Venkataramani was born in 1891 in Kaveripattinam in Tanjore district. His father Siddhanatha Iyer was a well-to-do landlord in Tanjore district and his ancestors had served as ministers in the court of the Tanjore Maratha kings.

Venkataramani had his schooling at the National High School, Mayavaram and graduated from the Madras Christian College. He studied law at the Presidency College, Madras and settled down in the suburb of Mylapore where he built a profession as a lawyer.

In his early career, Venkataramani apprenticed under the legal giant Sir C. P. Ramaswami Iyer. Throughout his life, Venkataramani campaigned for rural upliftment and wrote many monologues on the subject.

== Writings ==

Venkataramani had a penchant for writing from an early period in his life. At the age of 16, he gave an eloquent speech protesting the Partition of Bengal and the same was published in the magazine The Indian Patriot. During his stint at the Madras Christian College, Venkataramani published a series of sketches on village life which were later published in the form of an anthology Jatadharan and Other Stories.
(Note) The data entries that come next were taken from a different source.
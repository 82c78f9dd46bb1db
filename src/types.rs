//! Strongly-typed angular primitives.
//!
//! Ecliptic positions arrive as plain degrees at the provider boundary, but
//! raw `f64` longitudes invite unwrapped arithmetic. `Longitude` keeps every
//! value normalized into [0, 360) and owns the arc math the rest of the
//! crate builds on.

use std::fmt;
use std::ops::{Add, Sub};

use serde::{Deserialize, Serialize};

/// Degrees in one zodiac sign segment.
pub const SIGN_SPAN: f64 = 30.0;

/// An ecliptic longitude in degrees, always normalized into [0, 360).
///
/// Construction normalizes modulo 360, so out-of-range provider values
/// (`725`, `-10`) are tolerated everywhere a longitude is consumed.
#[derive(Clone, Copy, Debug, Default, PartialEq, PartialOrd, Serialize, Deserialize)]
#[serde(from = "f64", into = "f64")]
#[repr(transparent)]
pub struct Longitude(f64);

impl Longitude {
    pub const ZERO: Longitude = Longitude(0.0);

    /// Normalize raw degrees into [0, 360). Non-finite input collapses to 0
    /// rather than poisoning downstream trigonometry.
    #[inline]
    pub fn new(degrees: f64) -> Longitude {
        if degrees.is_finite() {
            Longitude(degrees.rem_euclid(360.0))
        } else {
            Longitude(0.0)
        }
    }

    /// The normalized value in degrees.
    #[inline]
    pub fn degrees(self) -> f64 {
        self.0
    }

    /// Zodiac sign index, 0 = Aries .. 11 = Pisces.
    #[inline]
    pub fn sign_index(self) -> usize {
        ((self.0 / SIGN_SPAN) as usize) % 12
    }

    /// Position within the current 30-degree sign segment.
    #[inline]
    pub fn degree_in_sign(self) -> f64 {
        self.0 % SIGN_SPAN
    }

    /// Shortest-arc angular separation, in [0, 180].
    pub fn separation(self, other: Longitude) -> f64 {
        let raw = (self.0 - other.0).abs();
        raw.min(360.0 - raw)
    }

    /// Forward arc (in zodiacal order) from `start` to `self`, in [0, 360).
    pub fn arc_from(self, start: Longitude) -> f64 {
        (self.0 - start.0).rem_euclid(360.0)
    }

    /// The point directly opposite on the circle (DSC from ASC, IC from MC).
    #[inline]
    pub fn antipode(self) -> Longitude {
        Longitude::new(self.0 + 180.0)
    }

    /// Sign-count distance between two longitudes' signs, in 0..=6.
    pub fn sign_distance(self, other: Longitude) -> usize {
        let d = self.sign_index().abs_diff(other.sign_index());
        d.min(12 - d)
    }
}

impl From<f64> for Longitude {
    fn from(degrees: f64) -> Longitude {
        Longitude::new(degrees)
    }
}

impl From<Longitude> for f64 {
    fn from(l: Longitude) -> f64 {
        l.0
    }
}

impl Add<f64> for Longitude {
    type Output = Longitude;
    fn add(self, rhs: f64) -> Longitude {
        Longitude::new(self.0 + rhs)
    }
}

impl Sub<f64> for Longitude {
    type Output = Longitude;
    fn sub(self, rhs: f64) -> Longitude {
        Longitude::new(self.0 - rhs)
    }
}

impl fmt::Display for Longitude {
    fn fmt(&self, f: &mut fmt::Formatter<'_>) -> fmt::Result {
        write!(f, "{}\u{00b0}", self.0)
    }
}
Venkataramani met Rabindranath Tagore in 1928. Tagore inspired Venkataramani to start a magazine in Tamil and Venkataramani began a Tamil weekly titled Tamil Ulagu.

Venkataramani's first book was Paper Boats (1921). His first novel was Murugan the Tiller (1927). His work Kandan the Patriot was serialized in Swarajya magazine in 1931 and published as a book in 1932. In his works, Venkataramani glorified the "eddy-eyed Cauvery".

Some of his works were
- Paper Boats (1921)
- On the Sand-Dunes (1923)
- Murugan the Tiller (1927)
- Renascent India (1929)
- Kandan the Patriot (1932)
- Jatadharan and Other Stories (1937)

== Death ==

Little is known of Venkataramani's personal life or whether he married. Venkataramani contacted tuberculosis in Alwar State while working as Rural Development Advisor to the princely state and was subsequently in poor health throughout the remainder of his life. Venkataramani succumbed to the disease in March 1952 at the age of 61.